We will keep you updated on the impact this issue has on the Nevada travel industry. 

Surface Transportation Bill
On July 29, 2012, congress passed a package reauthorizing the Surface Transportation Act for two years, through the 2014 fiscal year ending October 1, 2014, as well as measures to extend flood insurance and lower federal student loan rates, sending the bill to the President for signature.  Tourism and recreation interests fared better than expected with some modest successes, but were shut-out of several issues.  Following is an overview:

National Scenic Byways Program.  The good news is that the Scenic Byways Program is not eliminated completely as the House Highway Bill would have done.  The less than good news is that, although the program is continued, it is not given dedicated funding, but instead must compete for State DOT dollars in every State with other programs.

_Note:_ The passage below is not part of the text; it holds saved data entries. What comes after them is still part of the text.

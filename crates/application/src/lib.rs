//! Application services and ports.

#![forbid(unsafe_code)]

mod notify;
mod period_service;
mod scope_service;
mod session;
mod term_resolver;

pub use notify::{Notice, NoticeSeverity, NotificationSink};
pub use period_service::{AcademicYearRepository, PeriodService};
pub use scope_service::{RoleAssignmentRepository, ScopeService, StaffScopeEntry};
pub use session::SessionContext;
pub use term_resolver::{Clock, SelectionStore, TermRepository, TermResolver};
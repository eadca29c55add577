use async_trait::async_trait;
use tracing::{info, warn};

use semestra_application::{Notice, NoticeSeverity, NotificationSink};

/// Notification sink that forwards notices to the tracing output.
///
/// Stands in for the UI toast surface in headless hosts and tests.
#[derive(Debug, Clone, Copy, Default)]
pub struct TracingNotificationSink;

#[async_trait]
impl NotificationSink for TracingNotificationSink {
    async fn publish(&self, notice: Notice) {
        match notice.severity {
            NoticeSeverity::Info => info!(message = %notice.message, "user notice"),
            NoticeSeverity::Warning => warn!(message = %notice.message, "user notice"),
        }
    }
}
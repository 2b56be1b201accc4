use std::path::Path;
use std::sync::Arc;

use crate::foundation::core::Rect;
use crate::foundation::error::{LogoError, LogoResult};

/// The word drawn next to (or under) the mark.
pub const LABEL_TEXT: &str = "Flutter";
/// Reference font size: the cap height of the label at size 350 is 247, so at this size the cap
/// height is 100 units and `font_size / 100` is a direct scale factor.
pub const LABEL_FONT_SIZE: f32 = 100.0 * 350.0 / 247.0;
/// Light weight.
pub const LABEL_FONT_WEIGHT: f32 = 300.0;

// Fallback metrics when no font is available, as fractions of the em size.
const ESTIMATED_ADVANCE_EM: f64 = 0.5;
const ESTIMATED_LINE_HEIGHT_EM: f64 = 1.17;

/// User-supplied font bytes for the label.
#[derive(Clone)]
pub struct LabelFont {
    bytes: Arc<Vec<u8>>,
    family: String,
}

impl std::fmt::Debug for LabelFont {
    fn fmt(&self, f: &mut std::fmt::Formatter<'_>) -> std::fmt::Result {
        f.debug_struct("LabelFont")
            .field("family", &self.family)
            .field("len", &self.bytes.len())
            .finish()
    }
}

impl PartialEq for LabelFont {
    fn eq(&self, other: &Self) -> bool {
        Arc::ptr_eq(&self.bytes, &other.bytes) || self.bytes == other.bytes
    }
}

impl LabelFont {
    /// Validate font bytes by registering them once and reading back the family name.
    pub fn from_bytes(bytes: Vec<u8>) -> LogoResult<Self> {
        let mut font_ctx = parley::FontContext::default();
        let family = register_family(&mut font_ctx, &bytes)?;
        Ok(Self {
            bytes: Arc::new(bytes),
            family,
        })
    }

    /// Read and validate a font file.
    pub fn load(path: &Path) -> LogoResult<Self> {
        let bytes = std::fs::read(path).map_err(|e| {
            LogoError::text(format!("failed to read font '{}': {e}", path.display()))
        })?;
        Self::from_bytes(bytes)
    }

    /// Family name reported by the font.
    pub fn family(&self) -> &str {
        &self.family
    }
}

fn register_family(font_ctx: &mut parley::FontContext, bytes: &[u8]) -> LogoResult<String> {
    let families = font_ctx
        .collection
        .register_fonts(parley::fontique::Blob::from(bytes.to_vec()), None);
    let family_id = families
        .first()
        .map(|(id, _)| *id)
        .ok_or_else(|| LogoError::text("no font families registered from font bytes"))?;
    Ok(font_ctx
        .collection
        .family_name(family_id)
        .ok_or_else(|| LogoError::text("registered font family has no name"))?
        .to_string())
}

/// One positioned glyph of the shaped label, in label space.
#[derive(Clone, Copy, Debug, PartialEq, serde::Serialize)]
pub struct LabelGlyph {
    /// Glyph id in the label font.
    pub id: u32,
    /// Pen x from the left edge of the label box.
    pub x: f32,
    /// Baseline y from the top edge of the label box.
    pub y: f32,
}

/// The label laid out once at [`LABEL_FONT_SIZE`]; painters scale it per frame.
#[derive(Clone, serde::Serialize)]
pub struct LabelRun {
    /// Label box in label space, origin at the top-left.
    pub bounds: Rect,
    /// Font size the glyphs were shaped at.
    pub font_size: f32,
    /// Positioned glyphs; empty when the metrics are estimated.
    pub glyphs: Vec<LabelGlyph>,
    #[serde(skip)]
    pub(crate) font: Option<vello_cpu::peniko::FontData>,
}

impl std::fmt::Debug for LabelRun {
    fn fmt(&self, f: &mut std::fmt::Formatter<'_>) -> std::fmt::Result {
        f.debug_struct("LabelRun")
            .field("bounds", &self.bounds)
            .field("font_size", &self.font_size)
            .field("glyphs", &self.glyphs.len())
            .field("has_font", &self.font.is_some())
            .finish()
    }
}

impl LabelRun {
    /// Metrics derived from the em size when no font is available. Carries no glyphs.
    pub fn estimated() -> Self {
        let em = f64::from(LABEL_FONT_SIZE);
        let chars = LABEL_TEXT.chars().count() as f64;
        Self {
            bounds: Rect::new(
                0.0,
                0.0,
                chars * ESTIMATED_ADVANCE_EM * em,
                ESTIMATED_LINE_HEIGHT_EM * em,
            ),
            font_size: LABEL_FONT_SIZE,
            glyphs: Vec::new(),
            font: None,
        }
    }

    /// Label width in label space.
    pub fn width(&self) -> f64 {
        self.bounds.width()
    }

    /// Label height in label space.
    pub fn height(&self) -> f64 {
        self.bounds.height()
    }

    /// `true` when glyphs were shaped from a real font.
    pub fn is_shaped(&self) -> bool {
        self.font.is_some() && !self.glyphs.is_empty()
    }
}

/// Shape the label with `font`, falling back to estimated metrics.
///
/// Never fails: painting must not error, so a shaping failure is logged and replaced by
/// [`LabelRun::estimated`].
pub fn prepare_label(font: Option<&LabelFont>) -> LabelRun {
    let Some(font) = font else {
        return LabelRun::estimated();
    };
    match shape_label(font) {
        Ok(run) => run,
        Err(err) => {
            tracing::warn!(family = font.family(), error = %err, "label shaping failed; using estimated metrics");
            LabelRun::estimated()
        }
    }
}

#[tracing::instrument(skip(font), fields(family = font.family()))]
fn shape_label(font: &LabelFont) -> LogoResult<LabelRun> {
    let mut font_ctx = parley::FontContext::default();
    let mut layout_ctx = parley::LayoutContext::<()>::new();
    let family = register_family(&mut font_ctx, &font.bytes)?;

    let mut builder = layout_ctx.ranged_builder(&mut font_ctx, LABEL_TEXT, 1.0, true);
    builder.push_default(parley::style::StyleProperty::FontStack(
        parley::style::FontStack::Source(std::borrow::Cow::Owned(family)),
    ));
    builder.push_default(parley::style::StyleProperty::FontSize(LABEL_FONT_SIZE));
    builder.push_default(parley::style::StyleProperty::FontWeight(
        parley::style::FontWeight::new(LABEL_FONT_WEIGHT),
    ));

    let mut layout: parley::Layout<()> = builder.build(LABEL_TEXT);
    layout.break_all_lines(None);

    let mut glyphs = Vec::new();
    let mut font_size = LABEL_FONT_SIZE;
    for line in layout.lines() {
        for item in line.items() {
            let parley::layout::PositionedLayoutItem::GlyphRun(run) = item else {
                continue;
            };
            font_size = run.run().font_size();
            glyphs.extend(run.positioned_glyphs().map(|g| LabelGlyph {
                id: g.id,
                x: g.x,
                y: g.y,
            }));
        }
    }
    if glyphs.is_empty() {
        return Err(LogoError::text("label produced no glyphs"));
    }

    let width = f64::from(layout.full_width());
    let height = f64::from(layout.height());
    if !(width > 0.0 && height > 0.0) {
        return Err(LogoError::text("label layout has empty extent"));
    }

    let data = vello_cpu::peniko::FontData::new(
        vello_cpu::peniko::Blob::from(font.bytes.as_ref().clone()),
        0,
    );
    Ok(LabelRun {
        bounds: Rect::new(0.0, 0.0, width, height),
        font_size,
        glyphs,
        font: Some(data),
    })
}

Enhancements and Recreational Trails.  Spending will be reduced substantially for Transportation Enhancements. They are combined with Safe Routes to School and the Recreational Trails Program into a new Transportation Alternatives Program and provided $760 million per year, compared with a total of $1.2 billion at present. The programs will now have to complete with each other and with other programs for the $760 million.  The Cardin-Cochran Amendment supported by the Western States Tourism Policy Council (WSTPC) was retained in the final bill but with the indicated substantially reduced funding.

The bill would protect the Recreational Trails Program by guaranteeing $85 million per year. However, the bill would allow states to opt out of spending half of that amount. Program supporters are already working to prevent states from opting out.

Begich Amendment. This amendment that would have included "travel and tourism" as a factor to be considered in State DOT and local Metropolitan Planning Organization transportation plans. This was not retained in the final bill. The legislation refers instead to the need for those transportation plans to consider their effect on "travel mobility."

We will keep you updated on how this will impact us in Nevada and any other subsequent federal legislation regarding this bill.